Investors concerned about hot inflation data leading to a continued decline in Treasuries may find solace in last week's 10-year and 30-year Treasury auctions: strong demand suggests that buyers may step in to limit the sell-off.
Policymakers have held interest rates steady since last December's cut. Powell described current interest rate levels as "moderately restrictive," and the median forecast of the Fed's "dot plot" released last month showed two rate cuts by the end of the year.
However, seven officials believe there will be no rate cuts in 2025, and 10 officials believe there will be two or more. Fed Governors Waller and Bowman have signaled they hope to resume rate cuts as early as this month.
"We remain concerned that tariff pressure on consumer prices will become more apparent, forcing the market to reprice the Fed's policy path, pushing bond yields into a slightly higher overall trend, reflecting a bear-flattening shape," Griffiths said.
John Lloyd, global head of multi-sector credit at Janus Henderson, believes that even if the next rate cut is delayed beyond September, it may not change the overall trend toward easing - a view that may limit bond declines.
"The market has priced in two rate cuts before December," he said. "Could one of them be cancelled? It's possible, but it's likely just pushed out to the first quarter of next year."
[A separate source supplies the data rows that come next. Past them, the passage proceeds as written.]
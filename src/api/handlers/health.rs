//! Health check and cache diagnostics endpoints.

use axum::extract::State;
use axum::http::StatusCode;
use axum::response::Json;
use axum::routing::get;
use axum::Router;
use jiff::Timestamp;

use crate::api::doc::HEALTH_TAG;
use crate::api::dto::{CacheInfo, CacheStatsResponse, HealthResponse, ServiceHealth, ServicesStatus};
use crate::state::AppState;

/// Fixed key used for the synthetic liveness round-trip.
const HEALTH_PROBE_KEY: &str = "health:probe";

/// TTL of the probe entry, seconds.
const HEALTH_PROBE_TTL: u64 = 10;

/// Creates health and diagnostics routes.
///
/// # Routes
/// - `GET /health` - Aggregate service health
/// - `GET /cache-stats` - Cache connectivity and monitor counters
/// - `DELETE /cache-stats` - Reset the monitor counters
pub fn health_routes() -> Router<AppState> {
    Router::new()
        .route("/health", get(health_check))
        .route("/cache-stats", get(cache_stats).delete(reset_cache_stats))
}

/// Aggregate health check.
///
/// The process is healthy only if every constituent service is healthy or
/// intentionally unknown. There is no database in this service, so that
/// check always reports `unknown`.
#[utoipa::path(
    get,
    path = "/health",
    responses(
        (status = 200, description = "All services healthy or unknown", body = HealthResponse),
        (status = 503, description = "At least one service is unhealthy", body = HealthResponse)
    ),
    tag = HEALTH_TAG
)]
pub async fn health_check(
    State(state): State<AppState>,
) -> (StatusCode, Json<HealthResponse>) {
    let services = ServicesStatus {
        api: ServiceHealth::Healthy,
        database: ServiceHealth::Unknown,
        redis: check_cache(&state).await,
    };

    let all_acceptable = [services.api, services.database, services.redis]
        .into_iter()
        .all(ServiceHealth::is_acceptable);

    let response = HealthResponse {
        status: if all_acceptable {
            ServiceHealth::Healthy
        } else {
            ServiceHealth::Unhealthy
        },
        timestamp: Timestamp::now().to_string(),
        services,
    };

    let status = if all_acceptable {
        StatusCode::OK
    } else {
        StatusCode::SERVICE_UNAVAILABLE
    };

    (status, Json(response))
}

/// Cache connectivity and counters.
#[utoipa::path(
    get,
    path = "/cache-stats",
    responses(
        (status = 200, description = "Cache statistics", body = CacheStatsResponse),
        (status = 503, description = "Cache store unreachable", body = CacheStatsResponse)
    ),
    tag = HEALTH_TAG
)]
pub async fn cache_stats(
    State(state): State<AppState>,
) -> (StatusCode, Json<CacheStatsResponse>) {
    let connected = state.cache.is_connected();
    let info = state.cache.server_info().await.unwrap_or_default();

    let response = CacheStatsResponse {
        connected,
        uptime: state.uptime_seconds(),
        memory_usage: info.memory_usage,
        cache_info: CacheInfo {
            enabled: state.cache.is_enabled(),
            keys: info.keys,
            stats: state.cache.stats(),
        },
    };

    let status = if connected {
        StatusCode::OK
    } else {
        StatusCode::SERVICE_UNAVAILABLE
    };

    (status, Json(response))
}

/// Operator-triggered reset of the monitor counters.
#[utoipa::path(
    delete,
    path = "/cache-stats",
    responses(
        (status = 204, description = "Counters reset")
    ),
    tag = HEALTH_TAG
)]
pub async fn reset_cache_stats(State(state): State<AppState>) -> StatusCode {
    state.cache.reset_stats();
    StatusCode::NO_CONTENT
}

/// Cache store health: the connection flag plus a synthetic set/get
/// round-trip on a fixed key, checking end-to-end liveness beyond the raw
/// flag. Goes through the uninstrumented manager so probes don't skew the
/// hit/miss counters.
async fn check_cache(state: &AppState) -> ServiceHealth {
    if !state.cache.is_enabled() {
        return ServiceHealth::Unknown;
    }
    if !state.cache.is_connected() {
        return ServiceHealth::Unhealthy;
    }

    let manager = state.cache.manager();
    let probe = Timestamp::now().to_string().into_bytes();

    let round_trip = async {
        manager
            .set(HEALTH_PROBE_KEY, probe.clone(), HEALTH_PROBE_TTL)
            .await?;
        manager.get(HEALTH_PROBE_KEY).await
    };

    match round_trip.await {
        Ok(Some(value)) if value == probe => ServiceHealth::Healthy,
        Ok(_) => ServiceHealth::Unhealthy,
        Err(e) => {
            tracing::warn!(error = %e, "Cache health probe failed");
            ServiceHealth::Unhealthy
        }
    }
}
Economic indicators like CPI provide insight into the overall health of the economy. A rising CPI generally indicates inflation, while a falling CPI may indicate deflation. The Federal Reserve uses these indicators to make decisions about monetary policy, such as adjusting interest rates. Keeping informed about these indicators helps investors to better understand market trends and make more informed decisions.